**WORK INSTRUCTION**
From the first line of the entries below to the line with "duración y precio.", give each line again exactly.

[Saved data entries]
[Start of section]

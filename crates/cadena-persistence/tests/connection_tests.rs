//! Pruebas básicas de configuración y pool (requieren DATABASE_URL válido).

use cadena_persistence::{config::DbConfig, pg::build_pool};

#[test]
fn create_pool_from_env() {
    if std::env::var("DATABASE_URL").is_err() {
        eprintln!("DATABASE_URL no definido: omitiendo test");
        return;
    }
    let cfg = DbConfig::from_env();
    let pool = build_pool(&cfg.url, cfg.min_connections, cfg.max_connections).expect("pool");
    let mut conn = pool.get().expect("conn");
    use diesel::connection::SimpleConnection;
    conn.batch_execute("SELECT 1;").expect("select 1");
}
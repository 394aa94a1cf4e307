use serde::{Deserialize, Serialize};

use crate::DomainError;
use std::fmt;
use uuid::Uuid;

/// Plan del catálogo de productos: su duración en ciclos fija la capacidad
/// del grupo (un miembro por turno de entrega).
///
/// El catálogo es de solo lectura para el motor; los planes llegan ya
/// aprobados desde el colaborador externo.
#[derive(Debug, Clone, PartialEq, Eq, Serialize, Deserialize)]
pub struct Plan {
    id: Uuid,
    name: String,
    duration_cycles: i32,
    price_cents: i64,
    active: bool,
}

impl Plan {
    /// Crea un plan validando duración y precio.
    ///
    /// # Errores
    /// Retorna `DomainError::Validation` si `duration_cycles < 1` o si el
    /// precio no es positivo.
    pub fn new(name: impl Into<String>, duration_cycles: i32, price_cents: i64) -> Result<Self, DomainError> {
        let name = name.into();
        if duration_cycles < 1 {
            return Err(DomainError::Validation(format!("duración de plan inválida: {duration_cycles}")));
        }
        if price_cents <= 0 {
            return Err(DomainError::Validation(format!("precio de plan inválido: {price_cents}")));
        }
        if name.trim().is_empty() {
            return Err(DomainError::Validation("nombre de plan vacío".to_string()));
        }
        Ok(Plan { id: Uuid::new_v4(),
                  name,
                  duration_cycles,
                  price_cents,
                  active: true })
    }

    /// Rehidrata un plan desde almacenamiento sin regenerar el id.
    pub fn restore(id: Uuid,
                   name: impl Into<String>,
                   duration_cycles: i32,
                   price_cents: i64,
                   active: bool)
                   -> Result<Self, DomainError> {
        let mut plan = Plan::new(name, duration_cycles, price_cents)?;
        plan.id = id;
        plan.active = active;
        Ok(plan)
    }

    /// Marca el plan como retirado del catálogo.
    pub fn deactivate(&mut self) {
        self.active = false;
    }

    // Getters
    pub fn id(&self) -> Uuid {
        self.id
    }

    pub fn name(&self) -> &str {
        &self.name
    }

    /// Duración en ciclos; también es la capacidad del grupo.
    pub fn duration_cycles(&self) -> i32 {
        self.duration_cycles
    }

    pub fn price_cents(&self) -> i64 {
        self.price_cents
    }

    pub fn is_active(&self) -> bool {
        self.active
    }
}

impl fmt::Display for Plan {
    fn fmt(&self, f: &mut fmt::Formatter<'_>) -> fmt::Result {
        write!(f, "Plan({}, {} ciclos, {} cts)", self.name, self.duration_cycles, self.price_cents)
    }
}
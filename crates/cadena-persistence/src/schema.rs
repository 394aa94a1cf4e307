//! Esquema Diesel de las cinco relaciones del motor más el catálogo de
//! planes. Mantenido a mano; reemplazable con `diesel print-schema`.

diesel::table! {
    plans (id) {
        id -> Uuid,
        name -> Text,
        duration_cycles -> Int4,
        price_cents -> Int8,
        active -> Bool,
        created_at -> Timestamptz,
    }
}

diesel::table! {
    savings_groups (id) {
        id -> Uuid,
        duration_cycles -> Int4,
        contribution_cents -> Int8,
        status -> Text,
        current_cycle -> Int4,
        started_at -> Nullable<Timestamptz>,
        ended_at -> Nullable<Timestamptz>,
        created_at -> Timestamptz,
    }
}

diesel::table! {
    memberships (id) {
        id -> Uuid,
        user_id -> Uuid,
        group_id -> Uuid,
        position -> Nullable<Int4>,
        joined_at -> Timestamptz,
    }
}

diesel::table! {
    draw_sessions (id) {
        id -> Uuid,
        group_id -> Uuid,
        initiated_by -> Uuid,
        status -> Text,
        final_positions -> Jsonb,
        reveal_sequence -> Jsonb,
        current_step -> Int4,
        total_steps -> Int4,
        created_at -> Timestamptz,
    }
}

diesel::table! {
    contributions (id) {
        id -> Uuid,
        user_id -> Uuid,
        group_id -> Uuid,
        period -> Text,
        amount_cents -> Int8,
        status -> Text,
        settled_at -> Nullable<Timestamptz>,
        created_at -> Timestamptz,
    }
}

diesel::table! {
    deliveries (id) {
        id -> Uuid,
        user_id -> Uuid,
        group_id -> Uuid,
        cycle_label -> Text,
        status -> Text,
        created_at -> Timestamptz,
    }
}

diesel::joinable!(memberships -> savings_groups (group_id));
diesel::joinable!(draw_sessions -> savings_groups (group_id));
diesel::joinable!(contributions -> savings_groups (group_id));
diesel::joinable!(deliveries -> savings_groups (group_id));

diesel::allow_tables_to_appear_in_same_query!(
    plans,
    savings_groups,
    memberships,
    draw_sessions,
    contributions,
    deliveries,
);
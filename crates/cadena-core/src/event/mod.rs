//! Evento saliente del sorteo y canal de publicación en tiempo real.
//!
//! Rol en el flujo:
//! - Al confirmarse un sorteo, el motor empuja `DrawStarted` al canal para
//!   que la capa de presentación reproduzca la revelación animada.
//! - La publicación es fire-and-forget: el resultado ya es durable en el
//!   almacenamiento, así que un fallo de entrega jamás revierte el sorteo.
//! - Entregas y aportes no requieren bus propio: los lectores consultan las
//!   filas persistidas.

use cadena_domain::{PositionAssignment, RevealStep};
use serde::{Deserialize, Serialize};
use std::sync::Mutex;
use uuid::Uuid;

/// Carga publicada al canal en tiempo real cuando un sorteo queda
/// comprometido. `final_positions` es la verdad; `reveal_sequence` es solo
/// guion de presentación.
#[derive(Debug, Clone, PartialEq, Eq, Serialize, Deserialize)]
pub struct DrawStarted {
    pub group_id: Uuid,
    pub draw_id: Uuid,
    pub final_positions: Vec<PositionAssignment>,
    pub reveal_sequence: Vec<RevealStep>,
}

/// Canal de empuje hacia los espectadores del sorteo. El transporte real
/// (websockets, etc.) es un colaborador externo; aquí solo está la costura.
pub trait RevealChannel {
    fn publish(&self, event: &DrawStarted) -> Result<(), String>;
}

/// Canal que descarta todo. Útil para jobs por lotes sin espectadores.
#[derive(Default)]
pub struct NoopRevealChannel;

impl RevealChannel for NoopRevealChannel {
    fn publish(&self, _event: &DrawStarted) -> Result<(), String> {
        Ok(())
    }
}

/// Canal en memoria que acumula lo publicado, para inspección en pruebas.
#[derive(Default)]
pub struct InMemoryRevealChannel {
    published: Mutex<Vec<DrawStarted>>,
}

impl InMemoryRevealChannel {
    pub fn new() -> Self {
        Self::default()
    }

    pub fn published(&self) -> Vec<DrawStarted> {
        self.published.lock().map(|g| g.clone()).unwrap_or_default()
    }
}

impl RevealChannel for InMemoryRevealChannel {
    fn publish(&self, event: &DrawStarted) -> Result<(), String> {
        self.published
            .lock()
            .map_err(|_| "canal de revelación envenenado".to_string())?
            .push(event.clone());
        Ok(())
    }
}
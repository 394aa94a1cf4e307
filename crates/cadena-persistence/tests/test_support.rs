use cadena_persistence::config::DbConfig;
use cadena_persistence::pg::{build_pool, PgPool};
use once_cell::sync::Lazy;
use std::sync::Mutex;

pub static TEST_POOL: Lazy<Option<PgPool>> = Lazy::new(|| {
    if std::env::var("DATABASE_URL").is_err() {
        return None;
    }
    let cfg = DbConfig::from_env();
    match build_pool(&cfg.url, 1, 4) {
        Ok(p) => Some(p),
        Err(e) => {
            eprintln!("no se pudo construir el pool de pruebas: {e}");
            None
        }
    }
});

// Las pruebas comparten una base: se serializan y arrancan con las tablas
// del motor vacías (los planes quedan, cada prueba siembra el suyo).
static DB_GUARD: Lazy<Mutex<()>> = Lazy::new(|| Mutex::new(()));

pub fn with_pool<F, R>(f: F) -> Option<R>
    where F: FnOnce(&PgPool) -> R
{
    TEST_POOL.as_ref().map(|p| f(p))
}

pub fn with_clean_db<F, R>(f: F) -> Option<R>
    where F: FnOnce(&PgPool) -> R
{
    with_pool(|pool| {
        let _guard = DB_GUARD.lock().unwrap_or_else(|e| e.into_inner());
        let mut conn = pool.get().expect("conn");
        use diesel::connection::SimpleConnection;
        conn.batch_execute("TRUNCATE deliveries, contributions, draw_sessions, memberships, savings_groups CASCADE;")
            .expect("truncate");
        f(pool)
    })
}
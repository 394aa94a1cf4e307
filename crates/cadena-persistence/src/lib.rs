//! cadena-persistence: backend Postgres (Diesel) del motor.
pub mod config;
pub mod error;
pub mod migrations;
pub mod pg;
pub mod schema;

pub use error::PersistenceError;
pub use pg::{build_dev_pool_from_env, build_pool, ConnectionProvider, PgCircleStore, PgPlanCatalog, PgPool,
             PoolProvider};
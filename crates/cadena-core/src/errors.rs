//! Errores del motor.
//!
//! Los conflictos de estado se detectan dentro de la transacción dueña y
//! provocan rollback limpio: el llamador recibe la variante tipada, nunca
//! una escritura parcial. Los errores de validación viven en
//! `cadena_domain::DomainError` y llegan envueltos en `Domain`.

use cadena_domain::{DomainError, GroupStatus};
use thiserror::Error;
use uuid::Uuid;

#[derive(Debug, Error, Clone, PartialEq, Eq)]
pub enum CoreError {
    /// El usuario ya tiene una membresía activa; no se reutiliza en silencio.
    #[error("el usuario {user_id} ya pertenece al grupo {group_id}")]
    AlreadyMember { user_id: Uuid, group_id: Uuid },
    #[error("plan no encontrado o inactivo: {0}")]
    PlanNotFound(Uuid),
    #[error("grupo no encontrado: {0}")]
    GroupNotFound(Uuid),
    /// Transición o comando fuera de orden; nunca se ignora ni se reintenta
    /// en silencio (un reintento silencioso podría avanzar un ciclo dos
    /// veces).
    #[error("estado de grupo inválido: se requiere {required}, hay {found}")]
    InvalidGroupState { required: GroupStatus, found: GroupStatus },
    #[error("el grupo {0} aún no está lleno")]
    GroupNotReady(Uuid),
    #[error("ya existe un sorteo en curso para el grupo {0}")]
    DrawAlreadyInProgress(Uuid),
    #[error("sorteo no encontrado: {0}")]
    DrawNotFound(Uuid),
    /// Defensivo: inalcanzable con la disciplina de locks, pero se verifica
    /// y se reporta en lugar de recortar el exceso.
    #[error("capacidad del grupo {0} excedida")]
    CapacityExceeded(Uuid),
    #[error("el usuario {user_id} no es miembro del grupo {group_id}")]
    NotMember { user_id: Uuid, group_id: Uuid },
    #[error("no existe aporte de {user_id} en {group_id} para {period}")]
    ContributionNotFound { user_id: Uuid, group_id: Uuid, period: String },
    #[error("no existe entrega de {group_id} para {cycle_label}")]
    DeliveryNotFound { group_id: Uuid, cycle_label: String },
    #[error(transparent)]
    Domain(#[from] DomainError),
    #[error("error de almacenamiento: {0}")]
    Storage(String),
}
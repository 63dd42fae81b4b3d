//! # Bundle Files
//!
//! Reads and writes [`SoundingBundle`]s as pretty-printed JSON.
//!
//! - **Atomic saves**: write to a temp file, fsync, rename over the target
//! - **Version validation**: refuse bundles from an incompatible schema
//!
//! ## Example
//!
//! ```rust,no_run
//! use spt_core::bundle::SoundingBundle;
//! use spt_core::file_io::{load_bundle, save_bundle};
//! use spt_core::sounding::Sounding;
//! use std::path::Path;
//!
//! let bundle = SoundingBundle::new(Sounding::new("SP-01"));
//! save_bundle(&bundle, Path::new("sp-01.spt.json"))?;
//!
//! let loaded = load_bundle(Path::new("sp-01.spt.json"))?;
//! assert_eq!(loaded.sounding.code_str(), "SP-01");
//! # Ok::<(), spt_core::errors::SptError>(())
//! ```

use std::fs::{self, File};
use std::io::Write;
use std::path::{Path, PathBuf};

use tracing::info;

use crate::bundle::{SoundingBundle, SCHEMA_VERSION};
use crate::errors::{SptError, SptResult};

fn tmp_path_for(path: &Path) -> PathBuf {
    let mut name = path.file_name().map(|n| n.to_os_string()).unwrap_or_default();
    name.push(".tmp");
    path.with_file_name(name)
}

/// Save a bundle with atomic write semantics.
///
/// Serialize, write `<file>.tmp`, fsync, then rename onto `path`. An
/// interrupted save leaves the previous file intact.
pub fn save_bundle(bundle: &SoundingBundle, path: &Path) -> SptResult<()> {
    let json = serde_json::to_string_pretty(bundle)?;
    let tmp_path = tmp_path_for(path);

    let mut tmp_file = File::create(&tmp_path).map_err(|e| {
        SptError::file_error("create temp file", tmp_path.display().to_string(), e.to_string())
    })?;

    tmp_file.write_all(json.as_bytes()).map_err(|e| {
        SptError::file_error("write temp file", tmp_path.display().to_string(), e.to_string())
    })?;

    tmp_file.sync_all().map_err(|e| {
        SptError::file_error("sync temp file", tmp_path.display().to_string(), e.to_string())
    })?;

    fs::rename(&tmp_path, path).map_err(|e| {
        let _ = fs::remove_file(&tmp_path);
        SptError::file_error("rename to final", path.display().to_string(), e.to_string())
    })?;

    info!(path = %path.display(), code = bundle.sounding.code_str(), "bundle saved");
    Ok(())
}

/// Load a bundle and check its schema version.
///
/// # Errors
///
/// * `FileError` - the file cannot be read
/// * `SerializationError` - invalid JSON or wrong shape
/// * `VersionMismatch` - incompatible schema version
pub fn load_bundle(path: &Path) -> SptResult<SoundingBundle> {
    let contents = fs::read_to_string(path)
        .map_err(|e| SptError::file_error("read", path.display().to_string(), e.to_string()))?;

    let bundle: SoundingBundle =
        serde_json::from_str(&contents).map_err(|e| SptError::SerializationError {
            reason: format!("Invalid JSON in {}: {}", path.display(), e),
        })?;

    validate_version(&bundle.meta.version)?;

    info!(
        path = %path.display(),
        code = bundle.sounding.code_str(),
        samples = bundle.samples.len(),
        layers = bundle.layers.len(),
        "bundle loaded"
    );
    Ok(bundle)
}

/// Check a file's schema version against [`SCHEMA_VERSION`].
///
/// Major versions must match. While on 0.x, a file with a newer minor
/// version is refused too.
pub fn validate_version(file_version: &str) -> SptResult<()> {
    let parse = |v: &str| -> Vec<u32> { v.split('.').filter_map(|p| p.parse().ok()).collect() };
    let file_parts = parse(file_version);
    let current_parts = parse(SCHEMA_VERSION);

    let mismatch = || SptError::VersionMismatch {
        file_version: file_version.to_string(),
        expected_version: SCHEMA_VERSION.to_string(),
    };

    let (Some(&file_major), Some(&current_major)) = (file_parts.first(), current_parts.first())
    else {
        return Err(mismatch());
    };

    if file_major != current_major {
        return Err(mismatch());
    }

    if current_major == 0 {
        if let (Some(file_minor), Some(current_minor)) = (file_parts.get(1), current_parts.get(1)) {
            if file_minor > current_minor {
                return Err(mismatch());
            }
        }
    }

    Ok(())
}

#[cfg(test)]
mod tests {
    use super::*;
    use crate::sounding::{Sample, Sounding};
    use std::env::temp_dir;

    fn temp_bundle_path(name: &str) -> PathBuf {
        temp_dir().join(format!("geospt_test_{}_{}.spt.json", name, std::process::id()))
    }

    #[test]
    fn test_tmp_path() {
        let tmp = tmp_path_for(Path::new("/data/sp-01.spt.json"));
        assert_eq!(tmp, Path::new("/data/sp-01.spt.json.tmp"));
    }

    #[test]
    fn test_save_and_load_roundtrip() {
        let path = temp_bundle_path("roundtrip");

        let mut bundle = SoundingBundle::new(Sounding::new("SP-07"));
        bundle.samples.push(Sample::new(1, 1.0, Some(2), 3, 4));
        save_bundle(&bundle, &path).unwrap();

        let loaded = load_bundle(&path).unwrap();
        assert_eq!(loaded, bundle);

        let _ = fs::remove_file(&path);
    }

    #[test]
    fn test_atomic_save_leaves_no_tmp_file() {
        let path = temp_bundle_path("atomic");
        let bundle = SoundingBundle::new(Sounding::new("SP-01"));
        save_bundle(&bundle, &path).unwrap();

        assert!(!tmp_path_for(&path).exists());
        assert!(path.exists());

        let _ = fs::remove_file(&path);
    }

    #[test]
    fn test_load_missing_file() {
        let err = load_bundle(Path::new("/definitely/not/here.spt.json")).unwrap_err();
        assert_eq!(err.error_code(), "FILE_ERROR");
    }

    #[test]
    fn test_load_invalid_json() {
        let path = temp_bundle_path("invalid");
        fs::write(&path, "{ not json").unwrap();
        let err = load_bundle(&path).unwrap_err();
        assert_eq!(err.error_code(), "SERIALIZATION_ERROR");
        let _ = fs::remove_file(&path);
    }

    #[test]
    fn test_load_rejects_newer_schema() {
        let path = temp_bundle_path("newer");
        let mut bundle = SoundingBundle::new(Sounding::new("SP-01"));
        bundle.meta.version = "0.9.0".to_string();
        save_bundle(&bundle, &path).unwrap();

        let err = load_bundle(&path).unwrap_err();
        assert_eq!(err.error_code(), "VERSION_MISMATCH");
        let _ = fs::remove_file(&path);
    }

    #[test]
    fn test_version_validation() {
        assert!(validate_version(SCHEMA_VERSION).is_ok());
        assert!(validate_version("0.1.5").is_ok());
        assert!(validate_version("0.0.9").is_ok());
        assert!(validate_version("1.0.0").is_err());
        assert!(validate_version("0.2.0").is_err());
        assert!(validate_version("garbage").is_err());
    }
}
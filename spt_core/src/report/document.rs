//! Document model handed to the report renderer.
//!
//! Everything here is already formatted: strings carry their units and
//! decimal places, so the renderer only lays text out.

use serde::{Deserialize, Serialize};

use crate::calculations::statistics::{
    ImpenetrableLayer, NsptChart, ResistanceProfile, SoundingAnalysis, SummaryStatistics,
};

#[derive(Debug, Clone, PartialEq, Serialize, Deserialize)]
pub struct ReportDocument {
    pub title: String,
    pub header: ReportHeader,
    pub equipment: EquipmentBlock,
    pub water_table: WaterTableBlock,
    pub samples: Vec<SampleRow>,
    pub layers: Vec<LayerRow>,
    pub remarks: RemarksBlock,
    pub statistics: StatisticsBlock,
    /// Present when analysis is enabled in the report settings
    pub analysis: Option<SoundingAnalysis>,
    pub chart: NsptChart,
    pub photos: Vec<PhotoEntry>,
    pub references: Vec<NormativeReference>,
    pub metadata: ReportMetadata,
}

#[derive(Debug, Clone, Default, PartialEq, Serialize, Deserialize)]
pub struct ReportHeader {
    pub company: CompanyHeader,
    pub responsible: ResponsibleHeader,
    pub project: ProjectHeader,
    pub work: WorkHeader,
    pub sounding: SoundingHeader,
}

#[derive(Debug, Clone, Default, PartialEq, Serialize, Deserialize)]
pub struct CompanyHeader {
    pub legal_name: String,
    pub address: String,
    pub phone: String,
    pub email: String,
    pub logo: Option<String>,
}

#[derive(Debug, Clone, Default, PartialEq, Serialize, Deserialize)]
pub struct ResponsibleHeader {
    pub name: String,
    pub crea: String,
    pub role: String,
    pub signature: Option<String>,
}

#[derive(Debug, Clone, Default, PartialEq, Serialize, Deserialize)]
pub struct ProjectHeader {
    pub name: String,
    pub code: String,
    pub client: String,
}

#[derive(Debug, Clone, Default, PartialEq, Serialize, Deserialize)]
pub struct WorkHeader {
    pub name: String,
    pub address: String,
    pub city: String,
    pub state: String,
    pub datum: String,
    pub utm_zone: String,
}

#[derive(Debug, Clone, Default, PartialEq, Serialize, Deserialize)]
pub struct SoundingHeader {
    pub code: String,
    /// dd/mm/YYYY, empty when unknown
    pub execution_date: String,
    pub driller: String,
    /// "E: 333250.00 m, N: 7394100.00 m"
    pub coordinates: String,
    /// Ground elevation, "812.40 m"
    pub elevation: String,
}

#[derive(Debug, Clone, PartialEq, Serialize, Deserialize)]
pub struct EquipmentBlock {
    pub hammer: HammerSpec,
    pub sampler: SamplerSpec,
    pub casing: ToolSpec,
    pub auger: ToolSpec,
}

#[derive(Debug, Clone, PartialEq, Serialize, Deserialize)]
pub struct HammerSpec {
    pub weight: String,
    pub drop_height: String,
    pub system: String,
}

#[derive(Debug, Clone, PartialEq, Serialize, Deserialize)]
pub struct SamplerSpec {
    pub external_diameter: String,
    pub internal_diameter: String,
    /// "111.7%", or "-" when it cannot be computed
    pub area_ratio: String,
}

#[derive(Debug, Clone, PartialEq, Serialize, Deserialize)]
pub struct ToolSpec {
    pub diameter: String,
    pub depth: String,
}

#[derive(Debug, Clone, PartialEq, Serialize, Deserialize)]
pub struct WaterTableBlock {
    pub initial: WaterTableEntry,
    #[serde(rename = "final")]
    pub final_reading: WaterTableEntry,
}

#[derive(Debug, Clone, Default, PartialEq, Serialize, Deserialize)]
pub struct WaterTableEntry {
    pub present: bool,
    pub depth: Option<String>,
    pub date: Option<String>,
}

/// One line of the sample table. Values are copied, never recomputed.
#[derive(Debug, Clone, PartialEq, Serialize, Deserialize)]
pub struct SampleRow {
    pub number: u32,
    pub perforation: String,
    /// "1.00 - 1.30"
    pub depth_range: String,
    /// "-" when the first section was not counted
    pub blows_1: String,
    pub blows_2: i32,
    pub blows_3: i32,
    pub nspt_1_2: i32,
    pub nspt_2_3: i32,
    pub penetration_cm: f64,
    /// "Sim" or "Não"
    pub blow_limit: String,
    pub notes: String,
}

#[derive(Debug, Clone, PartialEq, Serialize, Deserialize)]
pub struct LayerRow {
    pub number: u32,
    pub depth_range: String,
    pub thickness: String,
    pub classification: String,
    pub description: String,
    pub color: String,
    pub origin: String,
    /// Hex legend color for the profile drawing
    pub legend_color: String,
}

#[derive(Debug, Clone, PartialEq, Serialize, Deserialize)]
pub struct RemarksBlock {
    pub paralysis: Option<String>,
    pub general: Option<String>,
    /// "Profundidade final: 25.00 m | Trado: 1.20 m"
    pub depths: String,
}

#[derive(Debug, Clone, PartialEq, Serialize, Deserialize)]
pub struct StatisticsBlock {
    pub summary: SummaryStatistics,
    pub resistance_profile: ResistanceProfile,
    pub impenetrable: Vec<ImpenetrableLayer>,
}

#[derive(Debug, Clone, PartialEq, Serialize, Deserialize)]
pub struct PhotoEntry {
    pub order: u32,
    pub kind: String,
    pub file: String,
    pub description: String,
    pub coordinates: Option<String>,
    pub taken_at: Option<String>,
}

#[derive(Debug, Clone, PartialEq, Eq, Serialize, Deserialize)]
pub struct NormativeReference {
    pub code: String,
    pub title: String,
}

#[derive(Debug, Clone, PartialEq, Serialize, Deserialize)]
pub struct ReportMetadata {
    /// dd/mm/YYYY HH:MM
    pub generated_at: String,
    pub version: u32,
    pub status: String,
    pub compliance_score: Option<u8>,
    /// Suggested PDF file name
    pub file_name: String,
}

[End of section]

**OUTPUT BELOW**
filename crates/cadena-persistence/tests/connection_tests.rs
//! Pruebas básicas de configuración y pool (requieren DATABASE_URL válido).

use cadena_persistence::{config::DbConfig, pg::build_pool};

#[test]
fn create_pool_from_env() {
    if std::env::var("DATABASE_URL").is_err() {
        eprintln!("DATABASE_URL no definido: omitiendo test");
        return;
    }
    let cfg = DbConfig::from_env();
    let pool = build_pool(&cfg.url, cfg.min_connections, cfg.max_connections).expect("pool");
    let mut conn = pool.get().expect("conn");
    use diesel::connection::SimpleConnection;
    conn.batch_execute("SELECT 1;").expect("select 1");
}
repository 394aa94a1cf4e307
use serde::{Deserialize, Serialize};

use crate::DomainError;
use std::fmt;
use uuid::Uuid;

/// Plan del catálogo de productos: su duración en ciclos fija la capacidad
/// del grupo (un miembro por turno de entrega).
///
/// El catálogo es de solo lectura para el motor; los planes llegan ya
/// aprobados desde el colaborador externo.
#[derive(Debug, Clone, PartialEq, Eq, Serialize, Deserialize)]
pub struct Plan {
    id: Uuid,
    name: String,
    duration_cycles: i32,
    price_cents: i64,
    active: bool,
}

impl Plan {
    /// Crea un plan validando duración y precio.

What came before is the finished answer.